She and her collaborators are building an 
intelligent tutoring system that can carry out a 
tutorial dialogue with first year medical students, 
helping them to understand the negative feedback 
system that controls blood pressure, guiding them 
in building a qualitative, causal mental model of 
the system. With the goal of understanding how 
human tutors generate tutorial dialogues in this 
situation, they have captured seven face-to-face 
and thirty-seven keyboard-to-keyboard tutoring 
sessions, each lasting an hour or more. The 
tutors are professors of physiology at Rush 
Medical College; the students are first year 
medical students from their classes. The study of 
human tutoring sessions reveals many examples 
where the expert tutors produce large-scale 
discourse structures: multi-turn discourse 
structures, multi-stage hints, series of Socratic 
questions, directed chains of reasoning. 

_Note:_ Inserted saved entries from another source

//! Key layout of the registration table.
//!
//! Ids are zero padded so that lexical key order matches numeric order.

use crate::records::{RegistrationId, ResourceId, VersionId};

pub const DATABASE_VERSION_KEY: &str = "INITDATA_DB_VERSION";
pub const NEXT_REGISTRATION_ID_KEY: &str = "INITDATA_NEXT_REGISTRATION_ID";
pub const NEXT_VERSION_ID_KEY: &str = "INITDATA_NEXT_VERSION_ID";
pub const NEXT_RESOURCE_ID_KEY: &str = "INITDATA_NEXT_RESOURCE_ID";
pub const UNIQUE_ORIGIN_PREFIX: &str = "INITDATA_UNIQUE_ORIGIN:";

pub const REGISTRATION_PREFIX: &str = "REG:";
pub const RESOURCE_PREFIX: &str = "RES:";
pub const UNCOMMITTED_RESOURCE_PREFIX: &str = "URES:";
pub const PURGEABLE_RESOURCE_PREFIX: &str = "PRES:";

const SEPARATOR: char = '|';

fn id_part(id: u64) -> String {
    format!("{:020}", id)
}

pub fn unique_origin_key(origin: &str) -> String {
    format!("{}{}", UNIQUE_ORIGIN_PREFIX, origin)
}

pub fn registration_key_prefix(origin: &str) -> String {
    format!("{}{}{}", REGISTRATION_PREFIX, origin, SEPARATOR)
}

pub fn registration_key(origin: &str, registration_id: RegistrationId) -> String {
    format!(
        "{}{}",
        registration_key_prefix(origin),
        id_part(registration_id)
    )
}

pub fn resource_key_prefix(version_id: VersionId) -> String {
    format!("{}{}{}", RESOURCE_PREFIX, id_part(version_id), SEPARATOR)
}

pub fn resource_key(version_id: VersionId, resource_id: ResourceId) -> String {
    format!("{}{}", resource_key_prefix(version_id), id_part(resource_id))
}

pub fn resource_id_key(prefix: &str, resource_id: ResourceId) -> String {
    format!("{}{}", prefix, id_part(resource_id))
}

/// Parse the id that follows `prefix` in `key`
pub fn parse_id(key: &str, prefix: &str) -> Option<u64> {
    key.strip_prefix(prefix)?.parse().ok()
}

Investigating tutors' responses to student 
initiatives, Evens and her associates found that 
tutors always respond to student initiatives to 
some extent. Revelations of serious 
misconceptions change the tutor's agenda to 
elimination of the misconception. An initiative 
from the student that is relevant to the tutor's 
current agenda results in a modification of the 
plan to Incorporate the issue raised by the 
students. Other student initiatives evoke a brief 
response, followed by a return to the tutor's 
agenda. Unlike Fox, they found direct negative 
feedback in their tutorial dialogs 25% of the time 
as well as direct contradictions of what the 
student has just said 10% of the time. Keyboard- 
to-keyboard communication resulted in more 
elaborate positive and negative feedback 
responses from the tutors, fewer turns, and slower 
initiation of student responses. The current 
version of the tutor, Circsim-Tutor Version 2, 
generates lesson plans and tactics on both large 
and small scales, but in the process of executing 
a given plan, it generates the actual dialogue a 
turn at a time. The next version will attempt to 
emulate the larger structures of the human tutors. 
Evens judges that the tutorial repair processes 
described by Fox seem extremely difficult to 
emulate. Therefore, she is attempting to avoid 
repair by studying the source of repair situations 
and avoiding them: the most common source of 
conversational misunderstanding is vague 
"how" questions from the tutor. Evens and 
her collaborators are trying to generate more 
specific questions. Another source of 
misunderstanding is the tutor's 
misinterpretation of very terse and ill-formed 
input from the student; Evens' tutor is 
checking those interpretations with the 
student. Although Evens studied tutorial 
interaction over a computer link (as well as 
face-to-face tutoring) in order to approximate 
the conditions of computer tutoring, although 
she has devoted considerable effort to 
dealing with the error-ridden, abbreviated, and 
elliptical input from the students, this tutor 
may interest DARPA grantees as a potential 
testbed for the integration of speech 
recognition with natural language. Speech 
interaction would be a highly desirable feature 
for computerized training systems. Given the 
limited resources of the ONR program, 
however, we are relying upon DARPA to solve 
the speech recognition problem. 
The project in this cluster that has begun 
most recently is that of Johanna Moore, a 
computer scientist at Pittsburgh. Although 
the aim of her project is the artificial 
generation of tutorial explanations, she also 
has begun by studying human tutors in order 
to identify the properties that make them 
effective. She replaced the natural language 
component of an existing ITS with a human 
tutor, and gathered protocols of students 
interacting with the human tutor. (The existing 
tutor is the Shedock tutor of skill in 
diagnosing problems with an avionics test 
station, an Air Force project. The existing 
tutor has been evaluated in workplace training 
and found highly effective; it is the first of a 
large number of maintenance training tutors 
which the Air Force plans to develop for 
actual, practical training use.) She then 
systematically compared the human's 
responses to those that would have been 
produced by the ITS, identifying two critical 
features that distinguish human tutorial 
explanations from those of their 
computational counterparts. First, human 
explainers freely exploit the previous 
discourse in their subsequent explanations. 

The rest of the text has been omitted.